## Required action
In the entries that follow, the line with "use parley_transport::Mode;" opens the range and the line with "pub fn with_endpoint<S: Into<String>>(mut" closes it; repeat that range exactly, both lines included.
:: Material for this exercise
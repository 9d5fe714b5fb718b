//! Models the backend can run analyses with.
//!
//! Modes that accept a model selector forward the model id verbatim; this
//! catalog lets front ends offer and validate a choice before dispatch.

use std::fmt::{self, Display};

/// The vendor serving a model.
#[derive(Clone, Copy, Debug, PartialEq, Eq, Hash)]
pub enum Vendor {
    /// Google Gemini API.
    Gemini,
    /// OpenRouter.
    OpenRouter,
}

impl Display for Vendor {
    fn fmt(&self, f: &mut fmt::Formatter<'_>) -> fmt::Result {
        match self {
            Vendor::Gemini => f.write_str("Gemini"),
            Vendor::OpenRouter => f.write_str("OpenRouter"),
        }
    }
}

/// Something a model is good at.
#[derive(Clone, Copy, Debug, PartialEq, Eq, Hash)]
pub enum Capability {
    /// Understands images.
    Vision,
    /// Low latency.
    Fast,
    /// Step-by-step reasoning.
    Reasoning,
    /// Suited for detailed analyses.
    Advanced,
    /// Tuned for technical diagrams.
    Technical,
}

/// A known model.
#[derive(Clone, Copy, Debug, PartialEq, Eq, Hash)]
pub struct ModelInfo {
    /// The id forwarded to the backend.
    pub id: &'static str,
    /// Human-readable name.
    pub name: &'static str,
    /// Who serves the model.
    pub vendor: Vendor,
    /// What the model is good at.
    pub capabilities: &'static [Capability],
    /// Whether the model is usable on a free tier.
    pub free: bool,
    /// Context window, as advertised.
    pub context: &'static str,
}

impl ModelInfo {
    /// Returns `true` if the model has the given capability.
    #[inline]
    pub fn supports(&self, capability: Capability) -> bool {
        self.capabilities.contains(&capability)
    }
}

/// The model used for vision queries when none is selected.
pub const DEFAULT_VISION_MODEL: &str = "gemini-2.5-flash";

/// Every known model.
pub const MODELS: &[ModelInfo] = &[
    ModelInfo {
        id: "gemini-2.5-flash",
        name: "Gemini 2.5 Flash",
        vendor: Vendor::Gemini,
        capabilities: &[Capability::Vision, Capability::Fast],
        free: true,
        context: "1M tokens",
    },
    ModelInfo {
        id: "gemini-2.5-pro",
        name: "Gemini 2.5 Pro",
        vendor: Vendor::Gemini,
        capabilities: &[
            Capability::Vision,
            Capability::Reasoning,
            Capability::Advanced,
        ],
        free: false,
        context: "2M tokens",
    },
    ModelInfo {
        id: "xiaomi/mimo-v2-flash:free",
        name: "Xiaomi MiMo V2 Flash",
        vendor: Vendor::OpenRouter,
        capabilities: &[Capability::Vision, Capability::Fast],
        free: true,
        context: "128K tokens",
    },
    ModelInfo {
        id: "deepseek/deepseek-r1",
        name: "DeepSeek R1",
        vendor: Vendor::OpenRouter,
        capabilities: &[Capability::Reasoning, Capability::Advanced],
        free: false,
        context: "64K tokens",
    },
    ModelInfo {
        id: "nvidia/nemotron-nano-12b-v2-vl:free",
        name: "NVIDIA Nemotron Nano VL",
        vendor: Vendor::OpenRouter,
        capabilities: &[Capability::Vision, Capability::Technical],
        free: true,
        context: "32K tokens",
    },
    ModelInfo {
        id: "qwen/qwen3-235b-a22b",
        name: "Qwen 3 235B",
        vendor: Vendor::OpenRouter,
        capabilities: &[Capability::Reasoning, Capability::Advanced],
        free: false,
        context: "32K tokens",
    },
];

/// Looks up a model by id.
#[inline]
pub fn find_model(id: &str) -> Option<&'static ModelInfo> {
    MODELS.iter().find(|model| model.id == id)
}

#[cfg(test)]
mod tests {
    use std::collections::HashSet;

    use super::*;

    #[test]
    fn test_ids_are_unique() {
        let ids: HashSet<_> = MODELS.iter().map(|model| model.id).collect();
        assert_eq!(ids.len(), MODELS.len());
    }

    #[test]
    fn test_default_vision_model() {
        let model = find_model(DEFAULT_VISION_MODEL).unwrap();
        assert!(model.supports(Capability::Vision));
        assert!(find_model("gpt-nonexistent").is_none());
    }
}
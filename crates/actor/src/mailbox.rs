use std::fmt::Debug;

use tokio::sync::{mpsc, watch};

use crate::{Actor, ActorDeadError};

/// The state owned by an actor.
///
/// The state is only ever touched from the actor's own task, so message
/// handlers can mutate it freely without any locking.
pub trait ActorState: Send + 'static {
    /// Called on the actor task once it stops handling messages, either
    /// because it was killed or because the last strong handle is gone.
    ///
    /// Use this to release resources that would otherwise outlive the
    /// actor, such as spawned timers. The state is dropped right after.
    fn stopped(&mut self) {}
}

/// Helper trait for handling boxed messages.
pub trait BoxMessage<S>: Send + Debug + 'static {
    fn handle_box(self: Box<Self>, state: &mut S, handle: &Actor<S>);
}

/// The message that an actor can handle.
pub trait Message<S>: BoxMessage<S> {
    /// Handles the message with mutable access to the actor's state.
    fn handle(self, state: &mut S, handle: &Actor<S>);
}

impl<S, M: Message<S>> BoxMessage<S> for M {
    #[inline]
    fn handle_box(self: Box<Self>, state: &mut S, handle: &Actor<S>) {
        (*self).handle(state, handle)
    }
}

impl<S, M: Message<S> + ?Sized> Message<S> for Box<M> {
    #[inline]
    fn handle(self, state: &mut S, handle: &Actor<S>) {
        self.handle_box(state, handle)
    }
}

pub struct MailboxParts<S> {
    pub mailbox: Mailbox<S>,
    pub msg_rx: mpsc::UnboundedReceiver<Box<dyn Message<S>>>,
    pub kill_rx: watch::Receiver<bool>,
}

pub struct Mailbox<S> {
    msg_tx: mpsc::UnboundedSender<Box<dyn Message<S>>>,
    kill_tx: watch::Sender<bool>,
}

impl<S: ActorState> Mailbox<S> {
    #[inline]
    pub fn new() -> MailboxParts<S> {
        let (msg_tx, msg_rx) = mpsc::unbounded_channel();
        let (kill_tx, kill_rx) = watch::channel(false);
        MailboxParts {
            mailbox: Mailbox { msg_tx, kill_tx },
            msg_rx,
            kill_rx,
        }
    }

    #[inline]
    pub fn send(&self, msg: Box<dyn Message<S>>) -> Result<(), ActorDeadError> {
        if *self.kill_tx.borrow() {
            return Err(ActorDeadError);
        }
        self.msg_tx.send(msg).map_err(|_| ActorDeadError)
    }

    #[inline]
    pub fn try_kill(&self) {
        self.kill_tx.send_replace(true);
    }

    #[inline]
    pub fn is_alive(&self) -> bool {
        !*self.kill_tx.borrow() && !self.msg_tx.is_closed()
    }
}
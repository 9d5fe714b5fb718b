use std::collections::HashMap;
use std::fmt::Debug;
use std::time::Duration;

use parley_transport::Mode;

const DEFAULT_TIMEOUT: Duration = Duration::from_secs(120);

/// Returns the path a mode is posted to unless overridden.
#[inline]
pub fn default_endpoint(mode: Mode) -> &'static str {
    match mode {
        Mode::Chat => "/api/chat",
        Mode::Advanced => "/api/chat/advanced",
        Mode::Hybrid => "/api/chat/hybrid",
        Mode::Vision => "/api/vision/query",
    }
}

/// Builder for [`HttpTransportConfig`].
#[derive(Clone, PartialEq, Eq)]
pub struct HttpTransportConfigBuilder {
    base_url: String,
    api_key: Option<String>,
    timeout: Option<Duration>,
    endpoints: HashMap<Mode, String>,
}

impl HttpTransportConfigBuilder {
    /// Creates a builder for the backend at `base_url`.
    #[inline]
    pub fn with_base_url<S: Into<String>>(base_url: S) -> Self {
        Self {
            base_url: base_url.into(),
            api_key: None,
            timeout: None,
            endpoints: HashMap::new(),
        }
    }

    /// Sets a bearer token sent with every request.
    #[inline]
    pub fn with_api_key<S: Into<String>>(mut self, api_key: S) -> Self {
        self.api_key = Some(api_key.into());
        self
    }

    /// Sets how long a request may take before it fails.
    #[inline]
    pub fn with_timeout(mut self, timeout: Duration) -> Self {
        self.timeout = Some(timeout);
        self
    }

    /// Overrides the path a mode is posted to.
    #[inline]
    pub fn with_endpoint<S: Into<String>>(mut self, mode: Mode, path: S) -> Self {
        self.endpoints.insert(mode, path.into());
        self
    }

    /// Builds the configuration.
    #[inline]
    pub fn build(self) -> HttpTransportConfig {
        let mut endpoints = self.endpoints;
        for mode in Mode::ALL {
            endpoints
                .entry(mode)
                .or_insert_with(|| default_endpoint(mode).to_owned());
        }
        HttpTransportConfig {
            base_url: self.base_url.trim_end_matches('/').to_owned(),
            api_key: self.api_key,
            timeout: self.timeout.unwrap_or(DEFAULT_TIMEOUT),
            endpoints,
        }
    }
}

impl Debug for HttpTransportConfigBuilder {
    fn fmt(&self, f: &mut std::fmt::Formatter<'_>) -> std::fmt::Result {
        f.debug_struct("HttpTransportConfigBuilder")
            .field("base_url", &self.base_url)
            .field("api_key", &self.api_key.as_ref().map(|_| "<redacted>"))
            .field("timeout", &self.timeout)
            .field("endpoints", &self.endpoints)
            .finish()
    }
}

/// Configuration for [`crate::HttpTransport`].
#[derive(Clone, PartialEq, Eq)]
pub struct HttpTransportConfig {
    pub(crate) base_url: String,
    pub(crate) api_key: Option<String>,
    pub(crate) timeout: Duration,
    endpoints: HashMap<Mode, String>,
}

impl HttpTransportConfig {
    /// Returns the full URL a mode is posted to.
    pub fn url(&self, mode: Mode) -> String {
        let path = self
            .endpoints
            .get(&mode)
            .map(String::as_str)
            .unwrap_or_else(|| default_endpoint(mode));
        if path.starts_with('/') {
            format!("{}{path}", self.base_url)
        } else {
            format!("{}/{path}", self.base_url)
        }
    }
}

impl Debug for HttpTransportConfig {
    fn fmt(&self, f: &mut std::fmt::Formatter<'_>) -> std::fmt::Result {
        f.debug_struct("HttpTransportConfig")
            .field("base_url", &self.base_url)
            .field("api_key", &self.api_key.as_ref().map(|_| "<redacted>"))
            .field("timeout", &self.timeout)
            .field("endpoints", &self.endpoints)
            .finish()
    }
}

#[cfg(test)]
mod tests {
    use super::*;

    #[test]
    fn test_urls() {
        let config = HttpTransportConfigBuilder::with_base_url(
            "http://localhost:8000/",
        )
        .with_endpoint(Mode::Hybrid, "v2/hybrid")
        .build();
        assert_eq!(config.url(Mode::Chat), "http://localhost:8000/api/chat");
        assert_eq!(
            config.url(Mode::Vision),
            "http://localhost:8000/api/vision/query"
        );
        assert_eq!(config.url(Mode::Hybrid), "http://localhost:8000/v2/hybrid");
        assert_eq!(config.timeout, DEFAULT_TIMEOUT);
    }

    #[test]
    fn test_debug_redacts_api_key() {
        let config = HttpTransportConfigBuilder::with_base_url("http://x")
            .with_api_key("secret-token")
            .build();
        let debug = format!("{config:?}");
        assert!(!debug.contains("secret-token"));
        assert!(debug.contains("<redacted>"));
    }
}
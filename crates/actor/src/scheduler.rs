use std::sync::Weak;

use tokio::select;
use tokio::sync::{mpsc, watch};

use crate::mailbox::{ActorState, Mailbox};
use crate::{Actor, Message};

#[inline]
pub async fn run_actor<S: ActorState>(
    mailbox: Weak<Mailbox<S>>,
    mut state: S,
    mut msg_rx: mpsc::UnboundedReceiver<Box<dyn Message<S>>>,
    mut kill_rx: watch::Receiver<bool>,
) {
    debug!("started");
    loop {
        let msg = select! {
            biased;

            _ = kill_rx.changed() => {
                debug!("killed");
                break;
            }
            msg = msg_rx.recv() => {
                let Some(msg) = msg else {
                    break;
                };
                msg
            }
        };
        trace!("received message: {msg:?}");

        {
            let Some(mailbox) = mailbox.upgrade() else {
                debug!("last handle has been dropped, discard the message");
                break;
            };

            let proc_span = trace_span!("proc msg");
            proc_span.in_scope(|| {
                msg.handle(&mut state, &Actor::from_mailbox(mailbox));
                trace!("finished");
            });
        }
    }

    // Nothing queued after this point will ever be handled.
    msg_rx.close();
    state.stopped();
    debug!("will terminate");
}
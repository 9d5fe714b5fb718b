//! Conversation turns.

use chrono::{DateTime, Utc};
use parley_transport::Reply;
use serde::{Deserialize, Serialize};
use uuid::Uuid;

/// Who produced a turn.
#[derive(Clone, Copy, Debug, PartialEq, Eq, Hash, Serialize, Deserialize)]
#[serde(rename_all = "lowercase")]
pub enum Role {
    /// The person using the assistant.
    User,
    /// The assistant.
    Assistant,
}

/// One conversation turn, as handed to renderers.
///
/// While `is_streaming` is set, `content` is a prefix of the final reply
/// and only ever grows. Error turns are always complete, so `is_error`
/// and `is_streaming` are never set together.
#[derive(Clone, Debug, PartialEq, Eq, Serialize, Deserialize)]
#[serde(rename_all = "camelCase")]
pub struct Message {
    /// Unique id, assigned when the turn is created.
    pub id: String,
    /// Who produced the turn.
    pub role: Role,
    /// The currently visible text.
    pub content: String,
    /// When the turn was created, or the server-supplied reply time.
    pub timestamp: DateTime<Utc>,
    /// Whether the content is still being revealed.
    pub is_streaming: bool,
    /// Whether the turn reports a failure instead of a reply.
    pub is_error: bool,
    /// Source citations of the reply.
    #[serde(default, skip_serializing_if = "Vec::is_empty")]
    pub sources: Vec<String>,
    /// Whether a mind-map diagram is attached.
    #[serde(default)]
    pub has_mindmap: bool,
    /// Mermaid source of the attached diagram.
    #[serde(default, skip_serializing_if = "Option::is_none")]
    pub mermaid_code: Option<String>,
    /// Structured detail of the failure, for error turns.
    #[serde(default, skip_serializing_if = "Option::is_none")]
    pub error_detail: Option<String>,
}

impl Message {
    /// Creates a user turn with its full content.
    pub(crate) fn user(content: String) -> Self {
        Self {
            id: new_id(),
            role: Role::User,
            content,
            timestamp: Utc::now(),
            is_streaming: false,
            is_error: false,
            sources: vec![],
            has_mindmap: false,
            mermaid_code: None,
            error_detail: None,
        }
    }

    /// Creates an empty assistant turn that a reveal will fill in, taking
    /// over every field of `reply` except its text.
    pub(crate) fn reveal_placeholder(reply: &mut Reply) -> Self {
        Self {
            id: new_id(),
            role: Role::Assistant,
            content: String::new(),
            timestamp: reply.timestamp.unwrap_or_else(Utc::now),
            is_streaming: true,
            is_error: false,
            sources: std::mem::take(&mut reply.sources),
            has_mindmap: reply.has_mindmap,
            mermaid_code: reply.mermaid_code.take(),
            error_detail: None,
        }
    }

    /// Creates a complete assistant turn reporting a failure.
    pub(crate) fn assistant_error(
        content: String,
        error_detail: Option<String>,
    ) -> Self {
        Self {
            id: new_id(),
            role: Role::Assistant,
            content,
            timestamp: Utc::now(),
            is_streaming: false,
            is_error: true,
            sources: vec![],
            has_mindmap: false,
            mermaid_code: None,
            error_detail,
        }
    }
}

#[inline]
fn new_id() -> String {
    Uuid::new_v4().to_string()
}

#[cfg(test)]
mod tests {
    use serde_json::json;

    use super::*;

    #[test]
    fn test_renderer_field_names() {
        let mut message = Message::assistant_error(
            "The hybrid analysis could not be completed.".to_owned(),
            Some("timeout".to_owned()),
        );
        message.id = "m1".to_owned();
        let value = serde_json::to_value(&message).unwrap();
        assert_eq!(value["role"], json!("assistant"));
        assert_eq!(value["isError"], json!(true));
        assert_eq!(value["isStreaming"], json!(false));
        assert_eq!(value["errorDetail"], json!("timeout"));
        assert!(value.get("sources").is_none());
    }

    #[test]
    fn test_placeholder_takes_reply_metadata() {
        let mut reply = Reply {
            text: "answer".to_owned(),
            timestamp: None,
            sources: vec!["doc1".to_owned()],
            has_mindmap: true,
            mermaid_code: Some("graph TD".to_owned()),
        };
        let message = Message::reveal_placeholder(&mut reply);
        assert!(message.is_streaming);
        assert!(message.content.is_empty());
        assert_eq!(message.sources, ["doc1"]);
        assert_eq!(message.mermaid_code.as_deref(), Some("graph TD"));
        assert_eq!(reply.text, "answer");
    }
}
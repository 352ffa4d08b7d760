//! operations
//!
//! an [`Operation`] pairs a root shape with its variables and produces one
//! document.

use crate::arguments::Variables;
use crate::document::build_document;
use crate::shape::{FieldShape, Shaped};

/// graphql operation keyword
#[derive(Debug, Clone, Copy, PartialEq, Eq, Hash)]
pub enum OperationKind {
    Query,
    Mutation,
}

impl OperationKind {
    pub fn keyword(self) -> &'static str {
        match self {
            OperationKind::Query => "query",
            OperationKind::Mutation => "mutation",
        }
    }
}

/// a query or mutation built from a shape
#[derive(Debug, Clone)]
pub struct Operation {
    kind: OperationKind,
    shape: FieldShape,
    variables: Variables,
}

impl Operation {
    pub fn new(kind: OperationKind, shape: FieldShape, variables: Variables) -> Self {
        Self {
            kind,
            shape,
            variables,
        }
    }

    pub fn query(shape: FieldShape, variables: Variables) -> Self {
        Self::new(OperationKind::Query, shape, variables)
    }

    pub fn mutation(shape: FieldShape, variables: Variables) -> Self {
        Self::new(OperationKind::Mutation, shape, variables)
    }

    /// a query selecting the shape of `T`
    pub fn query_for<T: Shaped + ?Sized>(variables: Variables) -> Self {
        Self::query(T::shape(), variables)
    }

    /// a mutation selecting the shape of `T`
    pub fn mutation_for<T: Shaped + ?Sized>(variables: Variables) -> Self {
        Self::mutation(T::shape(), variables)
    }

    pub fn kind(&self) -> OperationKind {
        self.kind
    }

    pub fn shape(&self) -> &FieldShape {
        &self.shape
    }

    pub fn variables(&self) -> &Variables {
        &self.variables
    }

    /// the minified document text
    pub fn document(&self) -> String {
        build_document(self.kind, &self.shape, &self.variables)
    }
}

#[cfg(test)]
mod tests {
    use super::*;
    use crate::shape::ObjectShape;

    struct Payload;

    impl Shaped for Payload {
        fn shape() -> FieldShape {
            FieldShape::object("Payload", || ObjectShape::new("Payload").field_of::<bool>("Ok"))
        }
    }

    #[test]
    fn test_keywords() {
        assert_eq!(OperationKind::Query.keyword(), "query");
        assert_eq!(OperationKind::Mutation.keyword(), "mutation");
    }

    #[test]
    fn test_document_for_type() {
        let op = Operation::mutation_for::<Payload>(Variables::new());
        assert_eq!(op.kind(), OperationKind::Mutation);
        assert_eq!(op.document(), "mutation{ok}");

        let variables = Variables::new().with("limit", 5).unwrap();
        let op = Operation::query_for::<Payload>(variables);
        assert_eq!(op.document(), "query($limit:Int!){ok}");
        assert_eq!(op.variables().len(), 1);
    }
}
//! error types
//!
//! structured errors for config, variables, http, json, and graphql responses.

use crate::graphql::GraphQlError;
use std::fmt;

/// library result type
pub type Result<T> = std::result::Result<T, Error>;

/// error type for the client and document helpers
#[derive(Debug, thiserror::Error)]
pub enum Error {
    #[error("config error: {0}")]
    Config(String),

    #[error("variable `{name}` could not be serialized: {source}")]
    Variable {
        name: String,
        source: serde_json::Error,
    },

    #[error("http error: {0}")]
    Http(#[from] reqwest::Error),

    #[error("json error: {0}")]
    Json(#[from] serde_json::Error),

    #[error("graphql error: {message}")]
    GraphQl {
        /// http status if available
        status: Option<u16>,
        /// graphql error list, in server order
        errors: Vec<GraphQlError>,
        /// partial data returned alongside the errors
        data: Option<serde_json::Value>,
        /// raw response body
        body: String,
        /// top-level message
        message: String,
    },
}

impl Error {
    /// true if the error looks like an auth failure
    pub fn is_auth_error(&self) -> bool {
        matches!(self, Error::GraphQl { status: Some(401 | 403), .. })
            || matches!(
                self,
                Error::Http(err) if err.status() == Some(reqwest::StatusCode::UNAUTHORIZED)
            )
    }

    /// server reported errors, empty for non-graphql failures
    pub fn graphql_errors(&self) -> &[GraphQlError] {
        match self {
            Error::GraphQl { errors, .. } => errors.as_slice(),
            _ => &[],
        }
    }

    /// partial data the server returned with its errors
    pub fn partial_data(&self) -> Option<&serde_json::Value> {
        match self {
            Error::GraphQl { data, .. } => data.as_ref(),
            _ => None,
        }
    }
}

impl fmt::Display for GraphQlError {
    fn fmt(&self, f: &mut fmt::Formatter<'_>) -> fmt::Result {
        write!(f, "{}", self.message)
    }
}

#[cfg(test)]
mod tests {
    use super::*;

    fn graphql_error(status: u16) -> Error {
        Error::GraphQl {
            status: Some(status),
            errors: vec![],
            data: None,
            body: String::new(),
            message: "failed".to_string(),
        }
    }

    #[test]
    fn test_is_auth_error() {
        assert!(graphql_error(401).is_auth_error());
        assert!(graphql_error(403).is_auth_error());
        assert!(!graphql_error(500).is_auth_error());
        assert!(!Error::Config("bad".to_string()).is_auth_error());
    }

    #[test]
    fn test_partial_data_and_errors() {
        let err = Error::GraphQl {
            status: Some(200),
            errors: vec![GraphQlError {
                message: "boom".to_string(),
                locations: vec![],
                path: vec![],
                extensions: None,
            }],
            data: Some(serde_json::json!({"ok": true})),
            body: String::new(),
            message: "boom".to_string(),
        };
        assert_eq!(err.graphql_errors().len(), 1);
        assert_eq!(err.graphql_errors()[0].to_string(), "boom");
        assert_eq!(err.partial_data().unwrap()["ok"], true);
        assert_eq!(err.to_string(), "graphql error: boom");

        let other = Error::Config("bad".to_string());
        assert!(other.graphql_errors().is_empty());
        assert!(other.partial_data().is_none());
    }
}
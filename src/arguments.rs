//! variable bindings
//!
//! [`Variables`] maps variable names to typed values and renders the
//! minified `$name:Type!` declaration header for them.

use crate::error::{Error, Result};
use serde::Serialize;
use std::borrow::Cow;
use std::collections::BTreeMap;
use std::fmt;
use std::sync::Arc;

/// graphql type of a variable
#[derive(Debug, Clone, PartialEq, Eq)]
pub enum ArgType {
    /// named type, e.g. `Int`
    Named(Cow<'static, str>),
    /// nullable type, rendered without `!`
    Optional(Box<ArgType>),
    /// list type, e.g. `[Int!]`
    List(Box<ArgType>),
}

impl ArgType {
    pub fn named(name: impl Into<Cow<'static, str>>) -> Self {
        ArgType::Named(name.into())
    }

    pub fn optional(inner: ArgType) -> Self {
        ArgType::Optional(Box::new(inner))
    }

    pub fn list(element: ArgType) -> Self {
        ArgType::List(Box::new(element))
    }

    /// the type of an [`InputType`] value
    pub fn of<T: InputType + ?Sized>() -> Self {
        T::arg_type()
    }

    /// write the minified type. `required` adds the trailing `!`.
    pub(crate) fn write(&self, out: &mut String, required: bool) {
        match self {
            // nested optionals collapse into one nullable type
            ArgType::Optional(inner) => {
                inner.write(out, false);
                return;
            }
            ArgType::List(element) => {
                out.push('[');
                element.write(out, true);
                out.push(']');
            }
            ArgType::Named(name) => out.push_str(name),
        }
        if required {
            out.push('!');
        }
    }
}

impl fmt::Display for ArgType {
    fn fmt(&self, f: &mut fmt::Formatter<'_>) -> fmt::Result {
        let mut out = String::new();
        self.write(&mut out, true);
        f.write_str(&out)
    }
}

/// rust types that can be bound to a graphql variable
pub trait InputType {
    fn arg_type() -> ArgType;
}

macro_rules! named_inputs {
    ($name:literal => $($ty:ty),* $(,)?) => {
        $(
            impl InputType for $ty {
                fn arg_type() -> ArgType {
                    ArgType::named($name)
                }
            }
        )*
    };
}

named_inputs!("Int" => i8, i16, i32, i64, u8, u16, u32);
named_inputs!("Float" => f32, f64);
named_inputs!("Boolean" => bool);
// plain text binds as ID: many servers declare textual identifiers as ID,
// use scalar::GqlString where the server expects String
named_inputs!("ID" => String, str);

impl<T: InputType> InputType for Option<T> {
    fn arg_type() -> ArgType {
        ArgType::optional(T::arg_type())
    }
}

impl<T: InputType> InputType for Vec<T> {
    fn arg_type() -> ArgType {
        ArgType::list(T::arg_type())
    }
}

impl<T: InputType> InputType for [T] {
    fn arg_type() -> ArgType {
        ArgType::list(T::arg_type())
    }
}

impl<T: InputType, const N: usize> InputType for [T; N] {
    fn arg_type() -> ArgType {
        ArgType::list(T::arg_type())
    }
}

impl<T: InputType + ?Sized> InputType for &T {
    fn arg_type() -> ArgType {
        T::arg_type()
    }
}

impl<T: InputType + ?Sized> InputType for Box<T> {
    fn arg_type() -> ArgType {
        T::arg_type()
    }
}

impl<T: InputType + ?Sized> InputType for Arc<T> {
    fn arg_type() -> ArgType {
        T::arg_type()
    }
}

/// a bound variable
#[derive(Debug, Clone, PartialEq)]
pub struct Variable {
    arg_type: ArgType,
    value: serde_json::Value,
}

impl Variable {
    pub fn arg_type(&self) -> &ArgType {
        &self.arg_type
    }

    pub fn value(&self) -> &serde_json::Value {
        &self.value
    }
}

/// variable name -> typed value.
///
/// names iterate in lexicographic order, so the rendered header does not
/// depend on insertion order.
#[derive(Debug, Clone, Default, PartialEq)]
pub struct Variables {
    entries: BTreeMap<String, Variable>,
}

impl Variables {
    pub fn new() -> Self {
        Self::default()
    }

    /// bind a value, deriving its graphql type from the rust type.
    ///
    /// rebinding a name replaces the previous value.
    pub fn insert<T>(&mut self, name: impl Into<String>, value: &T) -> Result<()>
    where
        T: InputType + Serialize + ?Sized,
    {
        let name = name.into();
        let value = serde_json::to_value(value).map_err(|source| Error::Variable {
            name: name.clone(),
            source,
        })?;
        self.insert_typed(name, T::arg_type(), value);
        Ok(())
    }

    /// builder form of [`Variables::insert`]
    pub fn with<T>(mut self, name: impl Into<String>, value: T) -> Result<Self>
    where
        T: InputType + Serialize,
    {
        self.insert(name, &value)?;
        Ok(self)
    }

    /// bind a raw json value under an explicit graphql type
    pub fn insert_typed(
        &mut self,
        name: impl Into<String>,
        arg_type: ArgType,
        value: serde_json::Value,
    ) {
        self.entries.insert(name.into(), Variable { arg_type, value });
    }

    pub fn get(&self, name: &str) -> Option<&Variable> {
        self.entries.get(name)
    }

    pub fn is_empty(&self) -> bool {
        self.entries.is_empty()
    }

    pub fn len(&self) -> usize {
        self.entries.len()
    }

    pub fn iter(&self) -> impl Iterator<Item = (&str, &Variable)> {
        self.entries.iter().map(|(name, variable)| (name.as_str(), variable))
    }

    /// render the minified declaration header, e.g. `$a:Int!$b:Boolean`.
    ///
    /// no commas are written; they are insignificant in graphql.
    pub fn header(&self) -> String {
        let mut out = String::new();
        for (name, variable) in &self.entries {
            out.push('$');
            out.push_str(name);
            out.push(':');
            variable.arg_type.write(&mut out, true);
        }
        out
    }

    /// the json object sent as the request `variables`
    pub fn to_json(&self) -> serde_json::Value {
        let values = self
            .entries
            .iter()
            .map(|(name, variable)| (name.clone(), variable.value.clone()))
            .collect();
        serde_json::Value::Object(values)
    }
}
::::
## Written response
use parley_transport::Mode;

const DEFAULT_TIMEOUT: Duration = Duration::from_secs(120);

/// Returns the path a mode is posted to unless overridden.
#[inline]
pub fn default_endpoint(mode: Mode) -> &'static str {
    match mode {
        Mode::Chat => "/api/chat",
        Mode::Advanced => "/api/chat/advanced",
        Mode::Hybrid => "/api/chat/hybrid",
        Mode::Vision => "/api/vision/query",
    }
}

/// Builder for [`HttpTransportConfig`].
#[derive(Clone, PartialEq, Eq)]
pub struct HttpTransportConfigBuilder {
    base_url: String,
    api_key: Option<String>,
    timeout: Option<Duration>,
    endpoints: HashMap<Mode, String>,
}

impl HttpTransportConfigBuilder {
    /// Creates a builder for the backend at `base_url`.
    #[inline]
    pub fn with_base_url<S: Into<String>>(base_url: S) -> Self {
        Self {
            base_url: base_url.into(),
            api_key: None,
            timeout: None,
            endpoints: HashMap::new(),
        }
    }

    /// Sets a bearer token sent with every request.
    #[inline]
    pub fn with_api_key<S: Into<String>>(mut self, api_key: S) -> Self {
        self.api_key = Some(api_key.into());
        self
    }

    /// Sets how long a request may take before it fails.
    #[inline]
    pub fn with_timeout(mut self, timeout: Duration) -> Self {
        self.timeout = Some(timeout);
        self
    }

    /// Overrides the path a mode is posted to.
    #[inline]
    pub fn with_endpoint<S: Into<String>>(mut self, mode: Mode, path: S) -> Self {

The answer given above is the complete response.